Centering simply means subtracting a constant from every value of a variable. What it does is redefine the 0 point for that predictor to be whatever value you subtracted. It shifts the scale over, but retains the units.
The effect is that the slope between that predictor and the response variable doesn’t change at all. But the interpretation of the intercept does.
The intercept is just the mean of the response when all predictors = 0. So when 0 is out of the range of data, that value is meaningless. But when you center X so that a value within the dataset becomes 0, the intercept becomes the mean of Y at the value you centered on.
What’s the point? Who cares about interpreting the intercept?
It’s true. In many models, you’re not really interested in the intercept. In those models, there isn’t really a point, so don’t worry about it.
But, and there’s always a but, in many models interpreting the intercept becomes really, really important. So whether and where you center becomes important too.
A few examples include models with a dummy-coded predictor, models with a polynomial (curvature) term, and random slope models.
Let’s look more closely at one of these examples.
In models with a dummy-coded predictor, the intercept is the mean of Y for the reference category—the category numbered 0. If there’s also a continuous predictor in the model, X2, that intercept is the mean of Y for the reference category only when X2=0.
If 0 is a meaningful value for X2 and within the data set, then there’s no reason to center. But if neither is true, centering will help you interpret the intercept.

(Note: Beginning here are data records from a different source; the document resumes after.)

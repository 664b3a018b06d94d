use rand::RngCore;
use tracing::debug;

use crate::codec::Writer;
use crate::crypto::SigningKey;

use super::{Error, KRL_FORMAT_VERSION, KRL_MAGIC, Krl, KrlResult, section_type};

impl Krl {
    /// Encode the list and append one signature section per key.
    ///
    /// Keys sign in the order given; each signature covers every byte before
    /// it, including earlier signatures and its own key blob. On success
    /// [`Krl::signing_keys`] is replaced by exactly these keys, so the list
    /// compares equal to the result of parsing the returned bytes. On failure
    /// (a signer error, or a string too long for its length prefix) no bytes
    /// are returned and the list is left untouched.
    pub fn serialize(
        &mut self,
        rng: &mut dyn RngCore,
        signing_keys: &[&dyn SigningKey],
    ) -> KrlResult<Vec<u8>> {
        let mut writer = self.encode_unsigned();
        writer.check()?;
        let mut signers = Vec::with_capacity(signing_keys.len());

        for key in signing_keys {
            let public_key = key.public_key();
            writer
                .put_u8(section_type::SIGNATURE)
                .put_string(public_key.as_bytes());
            writer.check()?;

            let signature = key
                .sign(rng, writer.as_bytes())
                .map_err(|source| Error::SigningFailure {
                    signer: public_key.to_string(),
                    source,
                })?;
            writer.put_string(signature);

            debug!(signer = %public_key, "Signed KRL");
            signers.push(public_key.clone());
        }

        let bytes = writer.finish()?;
        self.signing_keys = signers;
        Ok(bytes)
    }

    fn encode_unsigned(&self) -> Writer {
        let mut writer = Writer::new();
        writer
            .put_u64(KRL_MAGIC)
            .put_u32(KRL_FORMAT_VERSION)
            .put_u64(self.version)
            .put_u64(self.generated_date)
            .put_u64(self.flags)
            // reserved
            .put_string(b"")
            .put_string(&self.comment);

        for section in &self.sections {
            writer.put_u8(section.section_type());
            writer.put_sub_writer(|body| section.encode(body));
        }
        writer
    }
}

For example, let’s say you’re doing a study on language development in infants. X1, the dummy-coded categorical predictor, is whether the child is bilingual (X1=1) or monolingual (X1=0). X2 is the age in months when the child spoke their first word, and Y is the number of words in their vocabulary for their primary language at 24 months.
If we don’t center X2, the intercept in this model will be the mean number of words in the vocabulary of monolingual children who uttered their first word at birth (X2=0).
And since infants never speak at birth, it’s meaningless.
A better approach is to center age at some value that is actually in the range of the data. One option, often a good one, is to use the mean age of first spoken word of all children in the data set.
This would make the intercept the mean number of words in the vocabulary of monolingual children for those children who uttered their first word at the mean age that all children uttered their first word.
One problem is that the mean age at which infants utter their first word may differ from one sample to another. This means you’re not always evaluating that mean that the exact same age. It’s not comparable across samples.
So another option is to choose a meaningful value of age that is within the values in the data set. One example may be at 12 months.
Under this option the interpretation of the intercept is the mean number of words in the vocabulary of monolingual children for those children who uttered their first word at 12 months.
The exact value you center on doesn’t matter as long it’s meaningful, holds the same meaning across samples, and within the range of data. You may find that choosing the lowest value or the highest value of age is the best option. It’s up to you to decide the age at which it’s most meaningful to interpret the intercept.